德国杜伊斯堡-埃森大学(University Duisburg-Essen)教授Peter Bayer和Anja Matena和他们来自苏格兰的同事们如今识破了卵菌(oomycete)感染它们宿主的策略。相关研究结果发表在美国著名期刊PNAS上。
卵菌中很多物种是寄生菌,这些看似无害的微动物(animalcule)能够导致巨大的经济损失,比如致病疫霉(Phytophthora infestans)就是其中的一个代表。致病疫霉是一种导致马铃薯疫病的致病性卵菌,而且在1845年,它导致爱尔兰发生大饥荒。直到现在,这种有机体仍然给全世界种植业带来相当于上百万美元的农作物损失。然而,卵菌能够攻击和感染的对象不仅是植物,而且也包括动物以及在少数情况下还包括人类。因此,卵菌和它们的传播方式激起科学家的浓厚兴趣。
来自“结构与医学生化”研究小组的科学家与来自苏格兰阿伯丁大学和邓迪大学的同事们进行合作研究,并破解了卵菌刺入它们的宿主细胞的机制。就像特洛伊木马一样,它们让一种蛋白潜入宿主细胞来减弱宿主的免疫系统功能,从而为这种寄生菌侵入扫清道路。这也是科学家第一次能够证实宿主细胞表面蛋白上存在的化学修饰性氨基酸(sulpho-tyrosine,即磺基酪氨酸)作为该寄生菌停靠和入侵的分子锚(molecular anchor)。
这一发现确实是一项影响深远的发现,因为这些磺基酪氨酸也在HIV病毒和疟原虫(plasmodium)---两者分别是爱滋病(AIDS)和疟疾的致病因子---感染它们的人类宿主过程当中发挥着关键性作用。如今,科学家相信他们已经破解了不同寄生生物感染真核生物宿主时所采用的一种普遍适用的机制。(生物谷:towersimper编译)

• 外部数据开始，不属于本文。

//! # Error Types
//!
//! The subsystem's error taxonomy. User-visible failures carry enough
//! context for the SQL layer to map them onto its own error codes; I/O
//! failures outside a critical section surface as [`TwoPhaseError::Io`],
//! while I/O failures inside one never return at all (see
//! `coordinator::critical_section`).

use crate::types::Xid;

pub type Result<T> = std::result::Result<T, TwoPhaseError>;

#[derive(Debug, thiserror::Error)]
pub enum TwoPhaseError {
    #[error("global transaction identifier \"{0}\" is too long")]
    GidTooLong(String),

    #[error("global transaction identifier \"{0}\" is already in use")]
    DuplicateGid(String),

    #[error("maximum number of prepared transactions reached; increase max_prepared_xacts (currently {max})")]
    OutOfSlots { max: usize },

    #[error("prepared transaction with gid \"{0}\" does not exist")]
    NoSuchGid(String),

    #[error("prepared transaction with gid \"{0}\" is busy")]
    Busy(String),

    #[error("permission denied to finish prepared transaction; must be superuser or the user that prepared it")]
    PermissionDenied,

    #[error("two-phase state file for transaction {xid} is corrupt")]
    Corrupt { xid: Xid },

    #[error("{context}: {source}")]
    Io {
        context: String,
        #[source]
        source: std::io::Error,
    },

    #[error("internal error: {0}")]
    Internal(String),
}

impl TwoPhaseError {
    pub(crate) fn io(context: impl Into<String>, source: std::io::Error) -> Self {
        Self::Io {
            context: context.into(),
            source,
        }
    }
}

doi:10.1073/pnas.1113775109
PMC:
PMID:
Host-targeting protein 1 (SpHtp1) from the oomycete Saprolegnia parasitica translocates specifically into fish cells in a tyrosine-O-sulphate–dependent manner
Stephan Wawra, Judith Bain, Elaine Durward, Irene de Bruijn, Kirsty L. Minor, Anja Matena, Lars Löbach, Stephen C. Whisson, Peter Bayer, Andrew J. Porter, Paul R. J. Birch, Chris J. Secombes, and Pieter van West
The eukaryotic oomycetes, or water molds, contain several species that are devastating pathogens of plants and animals. During infection, oomycetes translocate effector proteins into host cells, where they interfere with host-defense responses. For several oomycete effectors (i.e., the RxLR-effectors) it has been shown that their N-terminal polypeptides are important for the delivery into the host. Here we demonstrate that the putative RxLR-like effector, host-targeting protein 1 (SpHtp1), from the fish pathogen Saprolegnia parasitica translocates specifically inside host cells. We further demonstrate that cell-surface binding and uptake of this effector protein is mediated by an interaction with tyrosine-O-sulfate–modified cell-surface molecules and not via phospholipids, as has been reported for RxLR-effectors from plant pathogenic oomycetes. These results reveal an effector translocation route based on tyrosine-O-sulfate binding, which could be highly relevant for a wide range of host–microbe interactions.